Of course you are right.

This is your life now if you continue to allow him to be a lazy waster who just can't be arsed to look after his own children.

Clearly this has not just come up.

Get your contraception sorted and have a good thing about the life you want.

Only a complete waster can't look after their children when their mother isn't around.

I was very seriously ill after the birth of my 4th child.

My husband completely took over, including the 6 week old and kept the show going.

Now, he was wrecked after it and found it the toughest week of his life, but he did it.

That's what a real man does, certainly not whine and ruin the evening of his partner who is having a rare couple of hours with friends.

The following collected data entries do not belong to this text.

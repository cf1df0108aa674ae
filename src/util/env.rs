//! Environment helpers: centralized dotenv loading and ergonomic getters.
//! Call `init_env()` once early in each binary (or rely on lazy Once).
use std::str::FromStr;
use std::sync::Once;

static INIT: Once = Once::new();

/// Load .env exactly once. Safe to call many times.
pub fn init_env() {
    INIT.call_once(|| {
        if dotenv::dotenv().is_ok() {
            return;
        }
        // Fallback to the crate root when launched from another directory
        let candidate = format!("{}/.env", env!("CARGO_MANIFEST_DIR"));
        let _ = dotenv::from_filename(candidate);
    });
}

/// Get optional env var (None if unset or empty).
pub fn env_opt(key: &str) -> Option<String> {
    init_env();
    match std::env::var(key) {
        Ok(v) if !v.trim().is_empty() => Some(v),
        _ => None,
    }
}

/// Get parsed value with default fallback.
pub fn env_parse<T>(key: &str, default: T) -> T
where
    T: FromStr + Clone,
{
    init_env();
    match std::env::var(key) {
        Ok(raw) => raw.trim().parse::<T>().unwrap_or(default),
        Err(_) => default,
    }
}

/// Boolean flag; accepts 1/true/on/yes (case-insensitive) as true and
/// 0/false/off/no as false. Anything else keeps the default.
pub fn env_flag(key: &str, default: bool) -> bool {
    init_env();
    match std::env::var(key) {
        Ok(raw) => match raw.trim().to_ascii_lowercase().as_str() {
            "1" | "true" | "on" | "yes" => true,
            "0" | "false" | "off" | "no" => false,
            _ => default,
        },
        Err(_) => default,
    }
}

#[cfg(test)]
mod tests {
    use super::*;

    #[test]
    fn flag_and_parse_fall_back_to_defaults() {
        std::env::set_var("PRECIO_TEST_FLAG", "ON");
        std::env::set_var("PRECIO_TEST_NUM", "not-a-number");
        assert!(env_flag("PRECIO_TEST_FLAG", false));
        assert!(env_flag("PRECIO_TEST_MISSING_FLAG", true));
        assert_eq!(env_parse("PRECIO_TEST_NUM", 42u32), 42);
        assert_eq!(env_opt("PRECIO_TEST_MISSING_OPT"), None);
    }
}
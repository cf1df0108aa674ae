// API route configuration

use crate::api::handlers;
use actix_web::web;

pub fn configure_routes(cfg: &mut web::ServiceConfig) {
    cfg.route("/", web::get().to(handlers::root))
        .route("/health", web::get().to(handlers::health_check))
        // Product endpoints (cached, a miss triggers a scrape)
        .route("/nike", web::get().to(handlers::get_nike))
        .route("/adidas-jersey", web::get().to(handlers::get_adidas_jersey))
        .route("/all", web::get().to(handlers::get_all))
        // Stored data
        .route("/history/{product}", web::get().to(handlers::get_history))
        .route("/prices/manual", web::post().to(handlers::add_manual_price))
        .route("/products", web::get().to(handlers::get_products))
        .route("/countries", web::get().to(handlers::get_countries));
}
use sqlx::SqliteConnection;
use tracing::{info, instrument};

use crate::database_ops::models::{NewPrice, Price};

const PRICE_COLUMNS: &str = "id, product_id, country_id, source_id, value, currency, date_obtained, \
     is_fallback, exchange_rate, usd_value, description, image_url";

/// USD normalization at write time: USD rows use an implicit rate of 1.0,
/// ARS rows divide by the blue rate, anything else stays unnormalized.
pub fn usd_normalize(value: f64, currency: &str, ars_rate: f64) -> (Option<f64>, Option<f64>) {
    if currency.eq_ignore_ascii_case("USD") {
        (Some(1.0), Some(value))
    } else if currency.eq_ignore_ascii_case("ARS") && ars_rate > 0.0 {
        (Some(ars_rate), Some(value / ars_rate))
    } else {
        (None, None)
    }
}

/// Appends one row to the ledger; prices are never updated or deleted.
#[instrument(skip(conn, price), fields(product_id = price.product_id, country_id = price.country_id))]
pub async fn insert_price(conn: &mut SqliteConnection, price: &NewPrice) -> Result<Price, sqlx::Error> {
    let id = sqlx::query(
        "INSERT INTO prices (product_id, country_id, source_id, value, currency, date_obtained, \
         is_fallback, exchange_rate, usd_value, description, image_url) \
         VALUES (?, ?, ?, ?, ?, ?, ?, ?, ?, ?, ?)",
    )
    .bind(price.product_id)
    .bind(price.country_id)
    .bind(price.source_id)
    .bind(price.value)
    .bind(&price.currency)
    .bind(price.date_obtained)
    .bind(price.is_fallback)
    .bind(price.exchange_rate)
    .bind(price.usd_value)
    .bind(&price.description)
    .bind(&price.image_url)
    .execute(&mut *conn)
    .await?
    .last_insert_rowid();

    info!(
        price_id = id,
        is_fallback = price.is_fallback,
        "added price {} {}",
        price.value,
        price.currency
    );

    Ok(Price {
        id,
        product_id: price.product_id,
        country_id: price.country_id,
        source_id: price.source_id,
        value: price.value,
        currency: price.currency.clone(),
        date_obtained: price.date_obtained,
        is_fallback: price.is_fallback,
        exchange_rate: price.exchange_rate,
        usd_value: price.usd_value,
        description: price.description.clone(),
        image_url: price.image_url.clone(),
    })
}

pub async fn latest_price(
    conn: &mut SqliteConnection,
    product_id: i64,
    country_id: i64,
) -> Result<Option<Price>, sqlx::Error> {
    let sql = format!(
        "SELECT {PRICE_COLUMNS} FROM prices WHERE product_id = ? AND country_id = ? \
         ORDER BY date_obtained DESC, id DESC LIMIT 1"
    );
    sqlx::query_as::<_, Price>(&sql)
        .bind(product_id)
        .bind(country_id)
        .fetch_optional(conn)
        .await
}

/// Newest-first history for one (product, country) pair.
pub async fn price_history(
    conn: &mut SqliteConnection,
    product_id: i64,
    country_id: i64,
    limit: i64,
) -> Result<Vec<Price>, sqlx::Error> {
    let sql = format!(
        "SELECT {PRICE_COLUMNS} FROM prices WHERE product_id = ? AND country_id = ? \
         ORDER BY date_obtained DESC, id DESC LIMIT ?"
    );
    sqlx::query_as::<_, Price>(&sql)
        .bind(product_id)
        .bind(country_id)
        .bind(limit)
        .fetch_all(conn)
        .await
}

pub async fn count_prices(
    conn: &mut SqliteConnection,
    product_id: i64,
    country_id: i64,
) -> Result<i64, sqlx::Error> {
    sqlx::query_scalar("SELECT COUNT(*) FROM prices WHERE product_id = ? AND country_id = ?")
        .bind(product_id)
        .bind(country_id)
        .fetch_one(conn)
        .await
}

You allow this continue, you have an absolute awful life ahead of you.

Oh I certainly wouldn't be apologising for calling him a shithead to friends... that's exactly what he is.

Horrible men like him know exactly how unreasonable they are but don't like it being talked about.

He's an embarrassment.
You should tell him that too.
💐

Doggodogington · 03/02/2020 10:39

Apologise for the text message but definitely don’t apologise for going out and having a nice time. He’s trying to make you feel bad so you don’t go out again, in fact, if you left him to it more, he’d get used to it and cope manage better.

Bloke23 · 03/02/2020 10:40

I wish my wife would go out more, love spending some 1 on 1 time with my daughter, if i struggle to settle her and have tried everything, she goes in the pram or holder and we go out for a walk, works everytime

Caterpillierfoot · 03/02/2020 10:40

Urg mine was the same.
Still is a little. I’ve been stay at home mum always and he can’t cope with both I have to take one with me to pop to the shops. And worst of all his mum defends him.
Put a stop to it now.

VettiyaIruken · 03/02/2020 10:40

No.
Only crap ones

AnneLovesGilbert · 03/02/2020 10:40

No, he’s pathetic and unusual. My husband is as good a parent as me, capable, engaged, present and fun. How do men who don’t spend time with their children expect to get to know them or have any sort of meaningful relationship?

Was he this useless with your first child? Did either of you expect life to get easier with two...?

Elbeagle · 03/02/2020 10:41

Mine can handle our three young children perfectly well, probably better than I can to be honest. He has more patience.